• Extracted information
Start of Block

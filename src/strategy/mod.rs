pub mod allocator;
pub mod limiter;
pub mod split;
pub mod traits;
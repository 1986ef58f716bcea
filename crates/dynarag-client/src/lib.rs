//! HTTP client for the DynaRAG API
//!
//! This crate provides the reqwest implementation of the [`RagService`] trait.

mod client;
mod config;


pub use client::DynaRagClient;
pub use config::{DynaRagConfig, Endpoints};

// Re-export core types for convenience
pub use dynarag_core::{
    Chunk, DeletionStats, Error, RagService, Result, SimilarChunk, UsageStats,
};
//! Records exchanged with a DynaRAG server

use chrono::{DateTime, NaiveDateTime, Utc};
use serde::{Deserialize, Deserializer, Serialize};
use std::cmp::Ordering;

/// A stored unit of source text, as returned by the chunk listing.
#[derive(Debug, Clone, PartialEq, Serialize, Deserialize)]
pub struct Chunk {
    #[serde(rename = "ID")]
    pub id: i64,
    #[serde(rename = "DocumentID")]
    pub document_id: i64,
    #[serde(rename = "ChunkText")]
    pub chunk_text: String,
    #[serde(rename = "ChunkSize")]
    pub chunk_size: i64,
    #[serde(rename = "FilePath")]
    pub file_path: String,
    #[serde(rename = "ModelName")]
    pub model_name: String,
    #[serde(rename = "CreatedAt")]
    pub created_at: String,
}

impl Chunk {
    /// Creation time, if the server's timestamp is RFC 3339 or a plain
    /// `YYYY-MM-DD HH:MM:SS` UTC timestamp.
    pub fn created_at_utc(&self) -> Option<DateTime<Utc>> {
        parse_timestamp(&self.created_at)
    }
}

/// A chunk matched by a similarity search, with its scores.
///
/// Lower `distance` means closer; `similarity` is the server's normalized
/// inverse of it.
#[derive(Debug, Clone, PartialEq, Serialize, Deserialize)]
pub struct SimilarChunk {
    #[serde(rename = "ID")]
    pub id: i64,
    #[serde(rename = "DocumentID")]
    pub document_id: i64,
    #[serde(rename = "ChunkText")]
    pub chunk_text: String,
    #[serde(rename = "ChunkSize")]
    pub chunk_size: i64,
    #[serde(rename = "FilePath")]
    pub file_path: String,
    #[serde(rename = "Distance")]
    pub distance: f64,
    #[serde(rename = "Similarity")]
    pub similarity: f64,
    #[serde(rename = "ModelName", default, skip_serializing_if = "Option::is_none")]
    pub model_name: Option<String>,
    #[serde(rename = "CreatedAt", default, skip_serializing_if = "Option::is_none")]
    pub created_at: Option<String>,
}

impl SimilarChunk {
    /// Total order used to rank search results: closest first, then highest
    /// similarity, then lowest id.
    pub fn relevance_cmp(&self, other: &Self) -> Ordering {
        self.distance
            .total_cmp(&other.distance)
            .then_with(|| other.similarity.total_cmp(&self.similarity))
            .then_with(|| self.id.cmp(&other.id))
    }
}

/// Sort search results into a deterministic relevance order.
pub fn sort_by_relevance(chunks: &mut [SimilarChunk]) {
    chunks.sort_by(SimilarChunk::relevance_cmp);
}

/// What a deletion removed, or would remove on a dry run.
#[derive(Debug, Clone, Default, PartialEq, Eq, Serialize, Deserialize)]
pub struct DeletionStats {
    #[serde(rename = "EmbeddingCount")]
    pub embedding_count: u64,
    #[serde(rename = "DocumentCount")]
    pub document_count: u64,
    #[serde(rename = "FilePaths", default, deserialize_with = "null_as_empty")]
    pub file_paths: Vec<String>,
}

impl DeletionStats {
    pub fn is_empty(&self) -> bool {
        self.embedding_count == 0 && self.document_count == 0 && self.file_paths.is_empty()
    }
}

/// Aggregate usage counters for the account behind the client.
#[derive(Debug, Clone, Default, PartialEq, Eq, Serialize, Deserialize)]
pub struct UsageStats {
    pub total_bytes: u64,
    pub api_requests: u64,
    pub document_count: u64,
    pub chunk_count: u64,
}

impl UsageStats {
    /// True when no documents or chunks are stored. `api_requests` and
    /// `total_bytes` are metering counters and are not considered.
    pub fn is_store_empty(&self) -> bool {
        self.document_count == 0 && self.chunk_count == 0
    }
}

fn null_as_empty<'de, D, T>(deserializer: D) -> std::result::Result<Vec<T>, D::Error>
where
    D: Deserializer<'de>,
    T: Deserialize<'de>,
{
    Ok(Option::<Vec<T>>::deserialize(deserializer)?.unwrap_or_default())
}

fn parse_timestamp(raw: &str) -> Option<DateTime<Utc>> {
    let raw = raw.trim();
    if let Ok(parsed) = DateTime::parse_from_rfc3339(raw) {
        return Some(parsed.with_timezone(&Utc));
    }
    NaiveDateTime::parse_from_str(raw, "%Y-%m-%d %H:%M:%S%.f")
        .ok()
        .map(|naive| naive.and_utc())
}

End of Block

• Exercise instructions
Take from the listing above each line containing "NaiveDateTime".

• Answer box
use chrono::{DateTime, NaiveDateTime, Utc};
    NaiveDateTime::parse_from_str(raw, "%Y-%m-%d %H:%M:%S%.f")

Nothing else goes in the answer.